Alexandre (10 ans) : Tu as eu de la chance…

Gabriel Bénichou: Oui, absolument, mais ce n’était pas la seule fois.

JOSPEH (7 ANS) : POURQUOI ILS ONT VOULU TUER LA SŒUR DE PAPI GABI ET PAS PAPI GABI ?

Gabriel Bénichou : Ah ils m’auraient tué moi aussi. Le hasard a fait que j’ai eu la chance d’en échapper mais c’est tout à fait… de la chance, du hasard.

JULIETTE (12 ANS) : QUAND TU LE RACONTAIS À DES PROCHES, TE CROYAIENT-ILS ?

Gabriel Bénichou : Oh ils ne me croyaient pas. Juliette: Et ils disaient quoi?
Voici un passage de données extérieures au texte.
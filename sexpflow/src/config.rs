//! Evaluator configuration
//!
//! Every field has a default, so a TOML file only needs to name the values it
//! overrides:
//!
//! ```toml
//! [reader]
//! max_depth = 2000
//! true_spellings = ["true", "yes"]
//!
//! [limits]
//! max_call_depth = 128
//! ```

use serde::{Deserialize, Serialize};
use std::fs;
use std::path::Path;

/// Error type for configuration loading
#[derive(Debug, thiserror::Error)]
pub enum ConfigError {
    #[error("Failed to read config file '{path}': {source}")]
    Io {
        path: String,
        #[source]
        source: std::io::Error,
    },

    #[error("Invalid config: {0}")]
    Toml(#[from] toml::de::Error),
}

/// Top-level configuration for a [`crate::Runtime`].
#[derive(Clone, Debug, Default, Serialize, Deserialize, PartialEq)]
#[serde(default)]
pub struct EvaluatorConfig {
    pub reader: ReaderConfig,
    pub limits: EvaluationLimits,
}

impl EvaluatorConfig {
    pub fn from_toml_str(source: &str) -> Result<Self, ConfigError> {
        Ok(toml::from_str(source)?)
    }

    pub fn load(path: impl AsRef<Path>) -> Result<Self, ConfigError> {
        let path = path.as_ref();
        let source = fs::read_to_string(path).map_err(|source| ConfigError::Io {
            path: path.display().to_string(),
            source,
        })?;
        Self::from_toml_str(&source)
    }
}

/// Reader settings.
///
/// The canonical spellings `nil`, `#t` and `#f` are always recognized; the
/// lists below add aliases. An alias shadows any symbol with the same name.
#[derive(Clone, Debug, Serialize, Deserialize, PartialEq)]
#[serde(default)]
pub struct ReaderConfig {
    /// Maximum list/quote nesting accepted before `NestingTooDeep`.
    pub max_depth: usize,
    pub nil_spellings: Vec<String>,
    pub true_spellings: Vec<String>,
    pub false_spellings: Vec<String>,
}

impl Default for ReaderConfig {
    fn default() -> Self {
        Self {
            max_depth: 10_000,
            nil_spellings: Vec::new(),
            true_spellings: vec!["true".to_string()],
            false_spellings: vec!["false".to_string()],
        }
    }
}

/// Ceilings that keep runaway workflows from hanging or overflowing.
#[derive(Clone, Debug, Serialize, Deserialize, PartialEq)]
#[serde(default)]
pub struct EvaluationLimits {
    /// Maximum nesting of closure applications
    pub max_call_depth: usize,
    /// Maximum evaluation steps per top-level evaluation
    pub max_steps: usize,
    /// Maximum expression nesting during evaluation
    pub max_eval_depth: usize,
}

impl Default for EvaluationLimits {
    fn default() -> Self {
        Self {
            max_call_depth: 512,
            max_steps: 1_000_000,
            max_eval_depth: 10_000,
        }
    }
}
Gabriel Bénichou : Ils ne disaient rien, ils ne m’écoutaient pas. Quand j’étais à Alger, quand j’allais à la plage, on était en maillot. Un jour, il y a une personne qui vient et me dit : « Ah, c’est votre numéro de téléphone que vous avez sur le bras? ». Et donc, depuis ce jour-là, je n’ai plus les manches courtes, je mets toujours des chemises à manches longues.

JULIETTE (12 ANS) : ET APRÈS, AS-TU EU TOUT DE SUITE ENVIE DE TÉMOIGNER ?

Gabriel Bénichou : Ah non, pas du tout. Personne, encore une fois, quand j’en parlais, personne ne me croyait. Et comme personne ne me croyait, je n’en parlais plus. Mais, toutes les nuits, je retournais à Auschwitz, toutes les nuits, je rêvais d’Auschwitz, jusqu’au moment, au bout d’un certain temps, j’ai décidé d’y retourner, et donc nous avons tout visité, et quand je suis revenu, je suis revenu guéri.

ELI (3 ANS) : COMMENT ÇA VA MAINTENANT ?

Gabriel Bénichou : Maintenant, actuellement, vraiment, je suis en fin de vie, je suis vieux, j’ai eu, après cette horreur, une vie très agréable, très heureuse, j’ai eu des enfants, des petits-enfants, des arrière-petits-enfants et tout était agréable pour moi. Et maintenant, eh bien, je suis en fin de vie, je vais rejoindre ma femme et j’attends ça avec impatience.

Gabriel Bénichou est né à Tlemsen en Algérie, en 1928. En conséquence des lois antijuives de Vichy de 1940 et 1941 et de l’abrogation du décret Crémieux, Gabriel est exclu de l’école publique. Il parvient à se faire admettre au lycée Saint-Charles de Marseille où vivait sa sœur. Une nuit d’avril 1943, alors qu’il dîne chez sa sœur, il est arrêté, envoyé à la prison Saint-Pierre de Marseille puis à Drancy, d’où il sera dé- porté vers Auschwitz par le convoi 57 du 18 juillet 1943. En novembre, il est transféré dans ce qui reste du ghetto détruit de Varsovie et affecté à son nettoyage. De là, il subit une première marche de la mort vers le camp de Kutno en Pologne, puis est envoyé à Dachau d’où il subit une deuxième marche de la mort en direction du Tyrol. Un matin de mai 1945, le groupe se réveille dans une clairière, les Allemands ont fui. Ils trouvent refuge dans un collège occupé par des soldats français, lui se rend malade de trop manger, avant d’être finalement rapatrié en France puis en Algérie.